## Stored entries
•••••
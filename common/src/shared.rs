use std::{
    fmt,
    sync::{Arc, Mutex, PoisonError},
};

/// Cloneable handle to one piece of cross-task state behind its own mutex.
///
/// Access goes through closures so a guard can never be held across an `.await` or leak
/// out of a short critical section. Each shared structure gets exactly one `Shared`; tasks
/// never nest `with` calls on different handles.
pub struct Shared<T> {
    inner: Arc<Mutex<T>>,
}

impl<T> Shared<T> {
    pub fn new(value: T) -> Self {
        Self {
            inner: Arc::new(Mutex::new(value)),
        }
    }

    pub fn with<R>(&self, f: impl FnOnce(&mut T) -> R) -> R {
        // Every critical section leaves the value consistent, so a panic elsewhere does not
        // invalidate it.
        let mut guard = self.inner.lock().unwrap_or_else(PoisonError::into_inner);
        f(&mut *guard)
    }

    pub fn read<R>(&self, f: impl FnOnce(&T) -> R) -> R {
        let guard = self.inner.lock().unwrap_or_else(PoisonError::into_inner);
        f(&*guard)
    }
}

impl<T: Clone> Shared<T> {
    pub fn snapshot(&self) -> T {
        self.read(T::clone)
    }
}

impl<T> Clone for Shared<T> {
    fn clone(&self) -> Self {
        Self {
            inner: Arc::clone(&self.inner),
        }
    }
}

impl<T: fmt::Debug> fmt::Debug for Shared<T> {
    fn fmt(&self, f: &mut fmt::Formatter<'_>) -> fmt::Result {
        self.read(|value| f.debug_tuple("Shared").field(value).finish())
    }
}

#[cfg(test)]
mod tests {
    use std::thread;

    use super::*;

    #[test]
    fn read_modify_write_is_not_torn_across_threads() {
        let counter = Shared::new((0_u64, 0_u64));

        let workers: Vec<_> = (0..4)
            .map(|_| {
                let counter = counter.clone();
                thread::spawn(move || {
                    for _ in 0..10_000 {
                        counter.with(|(a, b)| {
                            *a += 1;
                            *b += 1;
                        });
                    }
                })
            })
            .collect();

        for _ in 0..1_000 {
            counter.read(|(a, b)| assert_eq!(a, b));
        }
        for worker in workers {
            worker.join().unwrap();
        }

        assert_eq!(counter.snapshot(), (40_000, 40_000));
    }

    #[test]
    fn survives_a_poisoned_lock() {
        let value = Shared::new(7);
        let poisoner = value.clone();
        let _ = thread::spawn(move || {
            poisoner.with(|_| panic!("poison"));
        })
        .join();

        assert_eq!(value.with(|v| *v + 1), 8);
    }
}
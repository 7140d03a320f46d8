use serde::{Deserialize, Serialize};

/// Raw reading the one-wire probe driver reports when no device answers.
pub const PROBE_DISCONNECTED_C: f32 = -127.0;

#[derive(Debug, Clone, Copy, PartialEq)]
pub enum TemperatureSample {
    Celsius(f32),
    Disconnected,
}

impl TemperatureSample {
    /// Maps a raw driver reading, treating the driver sentinel and non-finite values as a
    /// missing probe.
    pub fn from_raw_celsius(raw: f32) -> Self {
        if !raw.is_finite() || raw <= PROBE_DISCONNECTED_C {
            Self::Disconnected
        } else {
            Self::Celsius(raw)
        }
    }

    pub fn celsius(self) -> Option<f32> {
        match self {
            Self::Celsius(value) => Some(value),
            Self::Disconnected => None,
        }
    }

    pub fn is_connected(self) -> bool {
        matches!(self, Self::Celsius(_))
    }
}

/// Valve opening in percent, clamped to `0..=100` on every construction.
#[derive(Debug, Clone, Copy, PartialEq, Eq, PartialOrd, Ord, Default, Serialize)]
#[serde(transparent)]
pub struct ValvePosition(u8);

impl ValvePosition {
    pub const CLOSED: Self = Self(0);
    pub const OPEN: Self = Self(100);

    pub fn new(percent: i32) -> Self {
        Self(percent.clamp(0, 100) as u8)
    }

    pub fn from_percent(percent: f32) -> Self {
        if percent.is_finite() {
            Self::new(percent.round() as i32)
        } else {
            Self::CLOSED
        }
    }

    pub fn get(self) -> u8 {
        self.0
    }

    pub fn as_percent(self) -> f32 {
        f32::from(self.0)
    }

    pub fn is_open(self) -> bool {
        self == Self::OPEN
    }

    pub fn is_closed(self) -> bool {
        self == Self::CLOSED
    }

    pub fn opened_by(self, step: u8) -> Self {
        Self::new(i32::from(self.0) + i32::from(step))
    }

    pub fn closed_by(self, step: u8) -> Self {
        Self::new(i32::from(self.0) - i32::from(step))
    }
}

/// Spindle travel direction. `Forward` moves toward the fully pressed end, which is the
/// highest step position.
#[derive(Debug, Clone, Copy, PartialEq, Eq, Serialize, Deserialize)]
#[serde(rename_all = "lowercase")]
pub enum Direction {
    Forward,
    Backward,
}

/// How a percent-open value maps onto the stepper position.
#[derive(Debug, Clone, Copy, PartialEq, Eq, Serialize, Deserialize)]
#[serde(rename_all = "lowercase")]
pub enum ValvePolarity {
    /// Position grows with opening: `0` steps is closed.
    Direct,
    /// Position grows with closing: the fully pressed home position is closed.
    Inverted,
}

impl ValvePolarity {
    pub fn as_str(self) -> &'static str {
        match self {
            Self::Direct => "direct",
            Self::Inverted => "inverted",
        }
    }

    pub fn stepper_target(self, percent_open: f32, max_position: u16) -> u16 {
        let fraction = percent_open.clamp(0.0, 100.0) / 100.0;
        let steps = (fraction * f32::from(max_position)).round() as u16;
        let steps = steps.min(max_position);
        match self {
            Self::Direct => steps,
            Self::Inverted => max_position - steps,
        }
    }

    pub fn percent_open(self, position: u16, max_position: u16) -> f32 {
        if max_position == 0 {
            return 0.0;
        }
        let percent = f32::from(position.min(max_position)) * 100.0 / f32::from(max_position);
        match self {
            Self::Direct => percent,
            Self::Inverted => 100.0 - percent,
        }
    }
}

#[derive(Debug, Clone, Copy, PartialEq, Eq, Serialize, Deserialize)]
#[serde(rename_all = "lowercase")]
pub enum Button {
    Up,
    Down,
}

impl Button {
    pub fn other(self) -> Self {
        match self {
            Self::Up => Self::Down,
            Self::Down => Self::Up,
        }
    }

    pub fn index(self) -> usize {
        match self {
            Self::Up => 0,
            Self::Down => 1,
        }
    }

    pub fn parse(value: &str) -> Option<Self> {
        match value.to_ascii_lowercase().as_str() {
            "up" => Some(Self::Up),
            "down" => Some(Self::Down),
            _ => None,
        }
    }
}

#[derive(Debug, Clone, Copy, PartialEq, Eq, Serialize, Deserialize)]
#[serde(rename_all = "SCREAMING_SNAKE_CASE")]
pub enum UiMode {
    Monitor,
    SetTarget,
}

impl UiMode {
    pub fn as_str(self) -> &'static str {
        match self {
            Self::Monitor => "MONITOR",
            Self::SetTarget => "SET_TARGET",
        }
    }

    pub fn toggled(self) -> Self {
        match self {
            Self::Monitor => Self::SetTarget,
            Self::SetTarget => Self::Monitor,
        }
    }
}

/// Read-only view handed to the display each cycle.
#[derive(Debug, Clone, PartialEq, Serialize)]
pub struct StatusSnapshot {
    #[serde(rename = "currentTemp")]
    pub current_temp: Option<i32>,
    #[serde(rename = "targetTemp")]
    pub target_temp: Option<i32>,
    #[serde(rename = "valvePosition")]
    pub valve_position: ValvePosition,
    /// `None` on a node that cannot observe the actuator's latch.
    #[serde(rename = "stallLatched", skip_serializing_if = "Option::is_none")]
    pub stall_latched: Option<bool>,
    #[serde(rename = "sensorConnected")]
    pub sensor_connected: bool,
    #[serde(skip_serializing_if = "Option::is_none")]
    pub mode: Option<UiMode>,
}

impl StatusSnapshot {
    pub fn status_line(&self) -> String {
        let current = match self.current_temp {
            Some(temp) if self.sensor_connected => format!("{temp}C"),
            _ => "Err".to_string(),
        };
        let target = self
            .target_temp
            .map(|temp| format!("{temp}C"))
            .unwrap_or_else(|| "--".to_string());
        let mut line = format!(
            "temp {current} target {target} valve {}%",
            self.valve_position.get()
        );
        if let Some(mode) = self.mode {
            line.push_str(" [");
            line.push_str(mode.as_str());
            line.push(']');
        }
        if self.stall_latched == Some(true) {
            line.push_str(" STALL");
        }
        line
    }
}
pub mod config;
pub mod error;
pub mod hal;
pub mod input;
pub mod motion;
#[cfg(feature = "mqtt")]
pub mod mqtt_radio;
pub mod regulator;
pub mod shared;
pub mod stall;
pub mod store;
pub mod telemetry;
pub mod topics;
pub mod trend;
pub mod types;

pub use config::{
    ActuatorConfig, InputConfig, RadioConfig, RegulatorConfig, RemoteTimings, RuntimeConfig,
    StallConfig, TargetLimits,
};
pub use error::{CommandError, ConfigError, RadioError, TelemetryError};
pub use input::{ButtonEvent, ButtonPanel, Debouncer, HoldDetector};
pub use motion::{CommandOutcome, MotionSnapshot, MotionState, StepDecision};
pub use regulator::{RegulatorDecision, ValveRegulator};
pub use shared::Shared;
pub use stall::{StallGuard, StallSample, StallState};
pub use store::{ReadingOutcome, TemperatureStore};
pub use telemetry::TelemetryMessage;
pub use topics::*;
pub use trend::TrendBuffer;
pub use types::{
    Button, Direction, StatusSnapshot, TemperatureSample, UiMode, ValvePolarity, ValvePosition,
};
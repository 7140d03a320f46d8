use tracing::info;

use crate::{config::TargetLimits, types::TemperatureSample};

#[derive(Debug, Clone, Copy, PartialEq, Eq)]
pub enum ReadingOutcome {
    /// First valid reading: the target was seeded from it.
    Seeded,
    Updated,
    /// Disconnected probe; nothing changed except the connection flag.
    Skipped,
}

/// Current and target temperature shared by the sensor, control, input and radio tasks.
///
/// The target is unset until the first valid reading arrives. That reading seeds the target
/// once; after it, adjustments are accepted for the rest of the process lifetime.
#[derive(Debug, Clone)]
pub struct TemperatureStore {
    limits: TargetLimits,
    current_c: i32,
    target_c: i32,
    initialized: bool,
    sensor_connected: bool,
    last_reading_c: Option<f32>,
    reading_seq: u64,
}

impl TemperatureStore {
    pub fn new(limits: TargetLimits) -> Self {
        Self {
            limits,
            current_c: 0,
            target_c: 0,
            initialized: false,
            sensor_connected: false,
            last_reading_c: None,
            reading_seq: 0,
        }
    }

    pub fn update(&mut self, sample: TemperatureSample) -> ReadingOutcome {
        let Some(celsius) = sample.celsius() else {
            self.sensor_connected = false;
            return ReadingOutcome::Skipped;
        };

        self.sensor_connected = true;
        self.current_c = celsius.round() as i32;
        self.last_reading_c = Some(celsius);
        self.reading_seq = self.reading_seq.wrapping_add(1);

        if self.initialized {
            return ReadingOutcome::Updated;
        }

        self.target_c = self.current_c;
        self.initialized = true;
        info!(target_c = self.target_c, "target seeded from first valid reading");
        ReadingOutcome::Seeded
    }

    pub fn is_initialized(&self) -> bool {
        self.initialized
    }

    pub fn is_sensor_connected(&self) -> bool {
        self.sensor_connected
    }

    pub fn current(&self) -> Option<i32> {
        self.initialized.then_some(self.current_c)
    }

    pub fn target(&self) -> Option<i32> {
        self.initialized.then_some(self.target_c)
    }

    /// Latest raw reading in Celsius and its sequence number.
    pub fn last_reading(&self) -> Option<(f32, u64)> {
        self.last_reading_c
            .filter(|_| self.sensor_connected)
            .map(|celsius| (celsius, self.reading_seq))
    }

    pub fn increment_target(&mut self) -> Option<i32> {
        self.adjust_target(1)
    }

    pub fn decrement_target(&mut self) -> Option<i32> {
        self.adjust_target(-1)
    }

    /// Overwrites the target, clamped to the configured limits. Discarded before the first
    /// valid reading.
    pub fn set_target(&mut self, target_c: i32) -> Option<i32> {
        if !self.initialized {
            return None;
        }
        self.target_c = self.limits.clamp(target_c);
        Some(self.target_c)
    }

    fn adjust_target(&mut self, delta: i32) -> Option<i32> {
        self.set_target(self.target_c.saturating_add(delta))
    }
}
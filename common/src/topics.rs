/// Remote node to actuator node: valve commands and temperature telemetry.
pub const TOPIC_RADIO_UPLINK: &str = "radiator/radio/uplink";
/// Actuator node to remote node: valve position reports, external target writes.
pub const TOPIC_RADIO_DOWNLINK: &str = "radiator/radio/downlink";
use crate::core::contracts::{HandlerError, INotificationHandler};
use crate::core::error_hub::HubError;
use chrono::{DateTime, Utc};
use parking_lot::Mutex;
use serde::{Deserialize, Serialize};
use std::fmt;
use std::sync::atomic::{AtomicU64, Ordering};

type Clock = dyn Fn() -> DateTime<Utc> + Send + Sync;

/// Longest accepted auto-close delay: one day.
pub const MAX_AUTO_CLOSE_MS: u64 = 86_400_000;

#[derive(Clone, Copy, Debug, PartialEq, Eq, Default, Serialize, Deserialize)]
#[serde(rename_all = "kebab-case")]
pub enum ToastPosition {
    TopLeft,
    TopCenter,
    TopRight,
    BottomLeft,
    BottomCenter,
    #[default]
    BottomRight,
}

impl fmt::Display for ToastPosition {
    fn fmt(&self, f: &mut fmt::Formatter<'_>) -> fmt::Result {
        match self {
            ToastPosition::TopLeft => write!(f, "top-left"),
            ToastPosition::TopCenter => write!(f, "top-center"),
            ToastPosition::TopRight => write!(f, "top-right"),
            ToastPosition::BottomLeft => write!(f, "bottom-left"),
            ToastPosition::BottomCenter => write!(f, "bottom-center"),
            ToastPosition::BottomRight => write!(f, "bottom-right"),
        }
    }
}

impl TryFrom<&str> for ToastPosition {
    type Error = HubError;

    fn try_from(value: &str) -> Result<Self, HubError> {
        match value.trim().to_lowercase().replace('_', "-").as_str() {
            "top-left" => Ok(ToastPosition::TopLeft),
            "top-center" => Ok(ToastPosition::TopCenter),
            "top-right" => Ok(ToastPosition::TopRight),
            "bottom-left" => Ok(ToastPosition::BottomLeft),
            "bottom-center" => Ok(ToastPosition::BottomCenter),
            "bottom-right" => Ok(ToastPosition::BottomRight),
            _ => Err(HubError::InvalidToastPosition(value.to_string())),
        }
    }
}

impl TryFrom<String> for ToastPosition {
    type Error = HubError;

    fn try_from(value: String) -> Result<Self, Self::Error> {
        Self::try_from(value.as_str())
    }
}

#[derive(Clone, Debug, Deserialize)]
#[serde(default)]
pub struct ToastConfigurationDto {
    pub position: ToastPosition,
    pub auto_close_ms: u64,
    pub close_button: bool,
}

impl Default for ToastConfigurationDto {
    fn default() -> Self {
        Self {
            position: ToastPosition::BottomRight,
            auto_close_ms: 2000,
            close_button: false,
        }
    }
}

#[derive(Clone, Debug, PartialEq)]
pub struct ToastConfiguration {
    position: ToastPosition,
    auto_close: chrono::Duration,
    close_button: bool,
}

impl ToastConfiguration {
    pub fn new(dto: ToastConfigurationDto) -> Result<Self, HubError> {
        if dto.auto_close_ms < 1 || dto.auto_close_ms > MAX_AUTO_CLOSE_MS {
            return Err(HubError::InvalidToastConfiguration(format!(
                "auto_close_ms must be between 1 and {MAX_AUTO_CLOSE_MS}, got {}",
                dto.auto_close_ms
            )));
        }
        let auto_close = chrono::Duration::milliseconds(dto.auto_close_ms as i64);

        Ok(Self {
            position: dto.position,
            auto_close,
            close_button: dto.close_button,
        })
    }

    pub fn position(&self) -> ToastPosition {
        self.position
    }

    pub fn auto_close(&self) -> chrono::Duration {
        self.auto_close
    }

    pub fn close_button(&self) -> bool {
        self.close_button
    }
}

impl Default for ToastConfiguration {
    fn default() -> Self {
        Self {
            position: ToastPosition::BottomRight,
            auto_close: chrono::Duration::milliseconds(2000),
            close_button: false,
        }
    }
}

#[derive(Clone, Debug, PartialEq)]
pub struct Toast {
    pub id: u64,
    pub message: String,
    pub position: ToastPosition,
    pub shown_at: DateTime<Utc>,
    pub expires_at: DateTime<Utc>,
    pub closable: bool,
}

/// Shows every payload as a transient toast that disappears after the
/// configured auto-close delay.
pub struct ToastHandler {
    config: ToastConfiguration,
    toasts: Mutex<Vec<Toast>>,
    next_id: AtomicU64,
    clock: Box<Clock>,
}

impl ToastHandler {
    pub fn new(config: ToastConfiguration) -> Self {
        Self {
            config,
            toasts: Mutex::new(Vec::new()),
            next_id: AtomicU64::new(1),
            clock: Box::new(Utc::now),
        }
    }

    pub fn with_clock(mut self, clock: impl Fn() -> DateTime<Utc> + Send + Sync + 'static) -> Self {
        self.clock = Box::new(clock);
        self
    }

    pub fn config(&self) -> &ToastConfiguration {
        &self.config
    }

    /// Adds a toast for `message`, dropping toasts already expired at the
    /// time it is shown.
    pub fn show(&self, message: &str) -> Toast {
        let shown_at = (self.clock)();
        let toast = Toast {
            id: self.next_id.fetch_add(1, Ordering::SeqCst),
            message: message.to_string(),
            position: self.config.position,
            shown_at,
            expires_at: shown_at
                .checked_add_signed(self.config.auto_close)
                .unwrap_or(DateTime::<Utc>::MAX_UTC),
            closable: self.config.close_button,
        };

        let mut toasts = self.toasts.lock();
        toasts.retain(|t| t.expires_at > shown_at);
        toasts.push(toast.clone());
        toast
    }

    /// Drops toasts that expired at or before `now` and returns the rest,
    /// oldest first.
    pub fn visible(&self, now: DateTime<Utc>) -> Vec<Toast> {
        let mut toasts = self.toasts.lock();
        toasts.retain(|t| t.expires_at > now);
        toasts.clone()
    }

    pub fn dismiss(&self, id: u64) -> Result<Toast, HubError> {
        let mut toasts = self.toasts.lock();
        let Some(index) = toasts.iter().position(|t| t.id == id) else {
            return Err(HubError::ToastNotFound(id));
        };
        if !toasts[index].closable {
            return Err(HubError::ToastNotClosable(id));
        }
        Ok(toasts.remove(index))
    }
}

impl Default for ToastHandler {
    fn default() -> Self {
        Self::new(ToastConfiguration::default())
    }
}

impl INotificationHandler for ToastHandler {
    fn handle(&self, payload: &str) -> Result<(), HandlerError> {
        self.show(payload);
        Ok(())
    }
}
•••••
## ABOUT THIS EXERCISE
From the entries above, return exactly the line containing "pub mod telemetry;", the line containing "let Some(celsius) = sample.celsius()", and all lines between, and nothing else.

## YOUR SOLUTION
pub mod telemetry;
pub mod topics;
pub mod trend;
pub mod types;

pub use config::{
    ActuatorConfig, InputConfig, RadioConfig, RegulatorConfig, RemoteTimings, RuntimeConfig,
    StallConfig, TargetLimits,
};
pub use error::{CommandError, ConfigError, RadioError, TelemetryError};
pub use input::{ButtonEvent, ButtonPanel, Debouncer, HoldDetector};
pub use motion::{CommandOutcome, MotionSnapshot, MotionState, StepDecision};
pub use regulator::{RegulatorDecision, ValveRegulator};
pub use shared::Shared;
pub use stall::{StallGuard, StallSample, StallState};
pub use store::{ReadingOutcome, TemperatureStore};
pub use telemetry::TelemetryMessage;
pub use topics::*;
pub use trend::TrendBuffer;
pub use types::{
    Button, Direction, StatusSnapshot, TemperatureSample, UiMode, ValvePolarity, ValvePosition,
};
repository 7140d03a320f46d8
use tracing::info;

use crate::{config::TargetLimits, types::TemperatureSample};

#[derive(Debug, Clone, Copy, PartialEq, Eq)]
pub enum ReadingOutcome {
    /// First valid reading: the target was seeded from it.
    Seeded,
    Updated,
    /// Disconnected probe; nothing changed except the connection flag.
    Skipped,
}

/// Current and target temperature shared by the sensor, control, input and radio tasks.
///
/// The target is unset until the first valid reading arrives. That reading seeds the target
/// once; after it, adjustments are accepted for the rest of the process lifetime.
#[derive(Debug, Clone)]
pub struct TemperatureStore {
    limits: TargetLimits,
    current_c: i32,
    target_c: i32,
    initialized: bool,
    sensor_connected: bool,
    last_reading_c: Option<f32>,
    reading_seq: u64,
}

impl TemperatureStore {
    pub fn new(limits: TargetLimits) -> Self {
        Self {
            limits,
            current_c: 0,
            target_c: 0,
            initialized: false,
            sensor_connected: false,
            last_reading_c: None,
            reading_seq: 0,
        }
    }

    pub fn update(&mut self, sample: TemperatureSample) -> ReadingOutcome {
        let Some(celsius) = sample.celsius() else {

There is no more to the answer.